Posted: April 11, 2013 4:05 PM
A crime lab in Arizona discovers potential problems with its blood alcohol testing equipment, researchers in Switzerland test “breath-prints”, Maine will use death investigators to overcome a lack of doctors, and more. Here is this week’s roundup of science news:
A crime lab in Arizona uncovered potential problems with its blood alcohol content (BAC) testing equipment. The lab has processed hundreds of drunken driving cases during the past four years, many of which could have been affected. The BAC equipment is using a software patch that violates lab protocol, resulting in repeatedly irregular data.
Researchers from Switzerland have found that individuals might have specific combinations of chemical reactions that affect their breath. Measuring and detecting these chemicals, could help identify a person by their “breathprint.”
Maine’s chief medical examiner supports a new bill that makes it possible to hire death investigators, rather than doctors, to collect evidence from the scene of death. The death investigators – emergency medical technicians, physician assistants, and the like – will allow the few doctors in the medical examiner system to perform autopsies and determine the cause and manner of death rather than collecting evidence in the field.

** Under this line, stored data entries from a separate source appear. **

//! Saved run outcomes: auto-save under the platform data dir, history
//! loading, and explicit JSON/CSV exports.

use crate::model::RunOutcome;
use anyhow::{Context, Result};
use std::fs;
use std::path::{Path, PathBuf};

const APP_DIR: &str = "activityinfo-export";

fn runs_dir() -> Result<PathBuf> {
    let base = dirs::data_dir().context("no platform data directory")?;
    Ok(base.join(APP_DIR).join("runs"))
}

/// Persist one outcome as pretty JSON, one file per run. The filename sorts
/// chronologically (timestamp first, run id as tiebreaker).
pub fn save_run(outcome: &RunOutcome) -> Result<PathBuf> {
    let dir = runs_dir()?;
    fs::create_dir_all(&dir).with_context(|| format!("create {}", dir.display()))?;

    let stamp: String = outcome
        .timestamp_utc
        .chars()
        .map(|c| if c.is_ascii_alphanumeric() { c } else { '-' })
        .collect();
    let path = dir.join(format!("{stamp}-{}.json", outcome.run_id));
    let json = serde_json::to_string_pretty(outcome)?;
    fs::write(&path, json).with_context(|| format!("write {}", path.display()))?;
    Ok(path)
}

/// Load the most recent saved outcomes, newest first. Unreadable files are
/// skipped rather than failing the whole listing.
pub fn load_recent(limit: usize) -> Result<Vec<RunOutcome>> {
    let dir = runs_dir()?;
    if !dir.exists() {
        return Ok(Vec::new());
    }

    let mut names: Vec<PathBuf> = fs::read_dir(&dir)
        .with_context(|| format!("read {}", dir.display()))?
        .filter_map(|entry| entry.ok())
        .map(|entry| entry.path())
        .filter(|p| p.extension().is_some_and(|ext| ext == "json"))
        .collect();
    names.sort();
    names.reverse();

    let mut runs = Vec::new();
    for path in names.into_iter().take(limit) {
        let Ok(raw) = fs::read_to_string(&path) else {
            continue;
        };
        if let Ok(outcome) = serde_json::from_str::<RunOutcome>(&raw) {
            runs.push(outcome);
        }
    }
    Ok(runs)
}

pub fn export_json(path: &Path, outcome: &RunOutcome) -> Result<()> {
    let json = serde_json::to_string_pretty(outcome)?;
    fs::write(path, json).with_context(|| format!("write {}", path.display()))?;
    Ok(())
}

/// Single-record CSV export: header row plus one data row.
pub fn export_csv(path: &Path, outcome: &RunOutcome) -> Result<()> {
    let header = [
        "timestamp_utc",
        "run_id",
        "base_url",
        "database_id",
        "database_label",
        "form_id",
        "form_label",
        "format",
        "job_id",
        "state",
        "download_url",
        "elapsed_ms",
    ];
    let row = [
        outcome.timestamp_utc.clone(),
        outcome.run_id.clone(),
        outcome.base_url.clone(),
        outcome.database_id.clone(),
        outcome.database_label.clone().unwrap_or_default(),
        outcome.form_id.clone(),
        outcome.form_label.clone().unwrap_or_default(),
        outcome.format.to_string(),
        outcome.job_id.clone(),
        outcome.state.to_string(),
        outcome.download_url.clone().unwrap_or_default(),
        outcome.elapsed_ms.to_string(),
    ];
    let mut text = header.join(",");
    text.push('\n');
    text.push_str(
        &row.iter()
            .map(|cell| csv_escape(cell))
            .collect::<Vec<_>>()
            .join(","),
    );
    text.push('\n');
    fs::write(path, text).with_context(|| format!("write {}", path.display()))?;
    Ok(())
}

fn csv_escape(cell: &str) -> String {
    if cell.contains([',', '"', '\n']) {
        format!("\"{}\"", cell.replace('"', "\"\""))
    } else {
        cell.to_string()
    }
}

The Texas Forensic Science Commission filed their final report on a state crime lab scientist, revealing that there was a history of questionable work, almost one-third of which had to be corrected. Already a dozen convictions related to the scientist’s work have been overturned by the Texas Court of Criminal Appeals.
Momentum is slowly building among legislators for a new Kansas Bureau of Investigations (KBI) forensics laboratory that will be built on the Washburn University campus. With a DNA backlog that keeps growing, various university and KBI officials have garnered support for the new lab.